The paper I’m looking at today follows up on this result. Implicit error-based learning is thought to be the province of the cerebellum, the primitive, walnut-shaped bit at the back of the brain. The researchers hit upon the idea that if the cerebellum is important for implicit learning, then perhaps patients with cerebellar impairments would actually find it easier to perform the task relative to healthy control participants. To test this, they told both sets of participants to use an explicit strategy in a visuomotor rotation task, just like in the previous study, and measured their ‘drift’ from the ideal reaching movement.

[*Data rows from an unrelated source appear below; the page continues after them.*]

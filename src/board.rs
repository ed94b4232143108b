use crate::{Mask, Position};
use ndarray::Array2;
use rand::seq::SliceRandom;
use rand::Rng;
use serde::{Deserialize, Serialize};

/// What the player has done to a cell. Flagged and revealed are exclusive.
#[derive(Debug, Clone, Copy, PartialEq, Eq, Default, Serialize, Deserialize)]
pub enum CellState {
    #[default]
    Hidden,
    Flagged,
    Revealed,
}

#[derive(Debug, Clone, Copy, PartialEq, Eq, Serialize, Deserialize)]
pub struct Cell {
    state: CellState,
    is_mine: bool,
    is_active: bool,
    adjacent_mines: u8,
}

impl Cell {
    fn new(is_active: bool) -> Self {
        Self {
            state: CellState::Hidden,
            is_mine: false,
            is_active,
            adjacent_mines: 0,
        }
    }

    pub fn state(&self) -> CellState {
        self.state
    }

    pub fn is_mine(&self) -> bool {
        self.is_mine
    }

    pub fn is_active(&self) -> bool {
        self.is_active
    }

    /// Number of active mined neighbours. Always zero on a mine.
    pub fn adjacent_mines(&self) -> u8 {
        self.adjacent_mines
    }

    pub fn is_hidden(&self) -> bool {
        self.state == CellState::Hidden
    }

    pub fn is_flagged(&self) -> bool {
        self.state == CellState::Flagged
    }

    pub fn is_revealed(&self) -> bool {
        self.state == CellState::Revealed
    }

    pub(crate) fn set_state(&mut self, state: CellState) {
        self.state = state;
    }
}

/// The grid of cells behind an engine. Inactive cells never carry mines and
/// are skipped by neighbour iteration.
#[derive(Debug, Clone, PartialEq, Serialize, Deserialize)]
pub struct Board {
    cells: Array2<Cell>,
    mask: Mask,
}

impl Board {
    /// A mine-free board shaped by `mask`, every cell hidden.
    pub fn new(mask: Mask) -> Self {
        let cells = Array2::from_shape_fn((mask.height(), mask.width()), |(row, col)| {
            Cell::new(mask.is_active(Position::new(row, col)))
        });
        Self { cells, mask }
    }

    pub fn width(&self) -> usize {
        self.cells.ncols()
    }

    pub fn height(&self) -> usize {
        self.cells.nrows()
    }

    pub fn mask(&self) -> &Mask {
        &self.mask
    }

    pub fn get(&self, pos: Position) -> Option<&Cell> {
        self.cells.get(pos.index())
    }

    pub(crate) fn get_mut(&mut self, pos: Position) -> Option<&mut Cell> {
        self.cells.get_mut(pos.index())
    }

    /// In-bounds, active neighbours of `pos`.
    pub fn neighbors(&self, pos: Position) -> impl Iterator<Item = Position> + '_ {
        pos.neighbors()
            .filter(move |&p| self.get(p).is_some_and(Cell::is_active))
    }

    /// Every cell with its position, row-major.
    pub fn iter(&self) -> impl Iterator<Item = (Position, &Cell)> + '_ {
        self.cells
            .indexed_iter()
            .map(|((row, col), cell)| (Position::new(row, col), cell))
    }

    pub fn mine_count(&self) -> usize {
        self.cells.iter().filter(|cell| cell.is_mine).count()
    }

    pub fn count_adjacent_mines(&self, pos: Position) -> u8 {
        self.count_neighbors(pos, |cell| cell.is_mine)
    }

    pub fn count_adjacent_flags(&self, pos: Position) -> u8 {
        self.count_neighbors(pos, Cell::is_flagged)
    }

    fn count_neighbors(&self, pos: Position, pred: impl Fn(&Cell) -> bool) -> u8 {
        self.neighbors(pos)
            .filter(|&p| self.get(p).is_some_and(&pred))
            .count() as u8
    }

    /// Places `mines` mines at random and returns how many were placed.
    ///
    /// A full mask uses rejection sampling over the whole rectangle, which
    /// never terminates if `mines` exceeds the cell count. A partial mask
    /// shuffles the active positions and mines the first `mines` of them,
    /// capping at the number of active cells.
    pub(crate) fn place_random_mines<R: Rng + ?Sized>(&mut self, mines: usize, rng: &mut R) -> usize {
        if self.mask.is_full() {
            self.place_by_rejection(mines, rng)
        } else {
            self.place_by_shuffle(mines, rng)
        }
    }

    fn place_by_rejection<R: Rng + ?Sized>(&mut self, mines: usize, rng: &mut R) -> usize {
        let (height, width) = (self.height(), self.width());
        let mut mines_placed = 0;

        while mines_placed < mines {
            let pos = Position::new(rng.gen_range(0..height), rng.gen_range(0..width));
            if let Some(cell) = self.get_mut(pos) {
                if !cell.is_mine {
                    cell.is_mine = true;
                    mines_placed += 1;
                }
            }
        }
        mines_placed
    }

    fn place_by_shuffle<R: Rng + ?Sized>(&mut self, mines: usize, rng: &mut R) -> usize {
        let mut candidates = self.mask.active_positions();
        candidates.shuffle(rng);
        self.place_mines_at(candidates.into_iter().take(mines))
    }

    /// Mines exactly the given positions, ignoring inactive, out-of-bounds,
    /// and repeated ones. Returns how many mines were placed.
    pub(crate) fn place_mines_at(&mut self, positions: impl IntoIterator<Item = Position>) -> usize {
        let mut mines_placed = 0;
        for pos in positions {
            if let Some(cell) = self.get_mut(pos) {
                if cell.is_active && !cell.is_mine {
                    cell.is_mine = true;
                    mines_placed += 1;
                }
            }
        }
        mines_placed
    }

    /// Fills in `adjacent_mines` for every active non-mine cell.
    pub(crate) fn compute_adjacency(&mut self) {
        let counts = Array2::from_shape_fn(self.cells.dim(), |(row, col)| {
            let pos = Position::new(row, col);
            match self.get(pos) {
                Some(cell) if cell.is_active && !cell.is_mine => self.count_adjacent_mines(pos),
                _ => 0,
            }
        });
        ndarray::Zip::from(&mut self.cells)
            .and(&counts)
            .for_each(|cell, &count| cell.adjacent_mines = count);
    }
}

Below you can see the results (Figure 2A in the paper):

Target error across movements

Open circles are all control participants, whereas filled circles are all patients. The black circles at the start show baseline performance – both groups performed pretty well and similarly. Red circles show the first couple of movements after the rotation was applied, and before participants were told to use the strategy. You can see that the participants are reaching completely the wrong way. The blue section shows reaching while using the strategy. Here’s the nice bit: the cerebellar patients are doing better than the controls, as their error is closer to zero, whereas the controls are steadily drifting away from the intended target. Magenta shows when the participants are asked to stop using the strategy and the final cyan markers show the ‘washout’ phase as both groups get back to baseline without an imposed rotation – though the patients manage much more quickly than the controls.

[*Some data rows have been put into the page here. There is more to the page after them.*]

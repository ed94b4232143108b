use crate::{MaskError, Position};
use ndarray::Array2;
use serde::{Deserialize, Serialize};
use std::fmt;
use std::str::FromStr;

/// The playable shape of a board. Rectangular games use a full mask; story
/// levels carve an irregular shape out of the backing grid.
#[derive(Debug, Clone, PartialEq, Eq, Serialize, Deserialize)]
pub struct Mask {
    active: Array2<bool>,
}

impl Mask {
    /// A mask with every cell active.
    pub fn full(width: usize, height: usize) -> Self {
        Self {
            active: Array2::from_elem((height, width), true),
        }
    }

    pub fn from_rows(rows: Vec<Vec<bool>>) -> Result<Self, MaskError> {
        let height = rows.len();
        let width = rows.first().map_or(0, Vec::len);
        if width == 0 {
            return Err(MaskError::Empty);
        }

        if let Some((row, found)) = rows
            .iter()
            .map(Vec::len)
            .enumerate()
            .find(|&(_, len)| len != width)
        {
            return Err(MaskError::Ragged {
                row,
                expected: width,
                found,
            });
        }

        let cells: Vec<bool> = rows.into_iter().flatten().collect();
        let active = Array2::from_shape_vec((height, width), cells)
            .map_err(|_| MaskError::Empty)?;
        Ok(Self { active })
    }

    /// A `size × size` diamond. The three middle rows span the whole grid;
    /// each row beyond them loses one more cell on either side.
    pub fn diamond(size: usize) -> Self {
        let middle = size / 2;
        let active = Array2::from_shape_fn((size, size), |(row, col)| {
            let inset = row.abs_diff(middle).saturating_sub(1);
            col >= inset && col + inset < size
        });
        Self { active }
    }

    pub fn width(&self) -> usize {
        self.active.ncols()
    }

    pub fn height(&self) -> usize {
        self.active.nrows()
    }

    /// Out-of-bounds positions are inactive.
    pub fn is_active(&self, pos: Position) -> bool {
        self.active.get(pos.index()).copied().unwrap_or(false)
    }

    pub fn is_full(&self) -> bool {
        self.active.iter().all(|&active| active)
    }

    pub fn active_count(&self) -> usize {
        self.active.iter().filter(|&&active| active).count()
    }

    /// Active positions in row-major order.
    pub fn active_positions(&self) -> Vec<Position> {
        self.active
            .indexed_iter()
            .filter(|(_, active)| **active)
            .map(|((row, col), _)| Position::new(row, col))
            .collect()
    }
}

impl FromStr for Mask {
    type Err = MaskError;

    /// Parses one row per non-blank line: `#` is active, `.` is inactive.
    fn from_str(s: &str) -> Result<Self, Self::Err> {
        let rows = s
            .lines()
            .map(str::trim)
            .filter(|line| !line.is_empty())
            .enumerate()
            .map(|(row, line)| {
                line.chars()
                    .map(|c| match c {
                        '#' => Ok(true),
                        '.' => Ok(false),
                        found => Err(MaskError::InvalidChar { row, found }),
                    })
                    .collect::<Result<Vec<_>, _>>()
            })
            .collect::<Result<Vec<_>, _>>()?;
        Self::from_rows(rows)
    }
}

impl fmt::Display for Mask {
    fn fmt(&self, f: &mut fmt::Formatter<'_>) -> fmt::Result {
        for row in self.active.rows() {
            for &active in row {
                write!(f, "{}", if active { '#' } else { '.' })?;
            }
            writeln!(f)?;
        }
        Ok(())
    }
}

So it looks very much like the cerebellar patients, because their cerebellums are impaired at implicit learning, are able to perform this task better than healthy people. What’s kind of interesting is that other research has shown that cerebellar patients aren’t very good at forming explicit strategies on their own, which is something that healthy people do without even thinking about it. The tentative conclusion of the researchers is that it’s not so much that the implicit and explicit systems are completely separate, but that the implicit system can inform the development of explicit strategies – which is impaired if the cerebellum isn’t working properly.

I didn’t like everything in this paper. I was particularly frustrated with the method section, which talks about the kind of screen they used. I wasn’t sure whether the images shown to participants were on a screen in front of them or whether the screen was placed over the workspace in a virtual-reality setup; it was unclear. There was also a sentence claiming that the cerebellar patients’ performance was ‘less’ than the controls, when in fact it was better. Other than these minor niggles though, it’s a really nice paper showing a very cool effect.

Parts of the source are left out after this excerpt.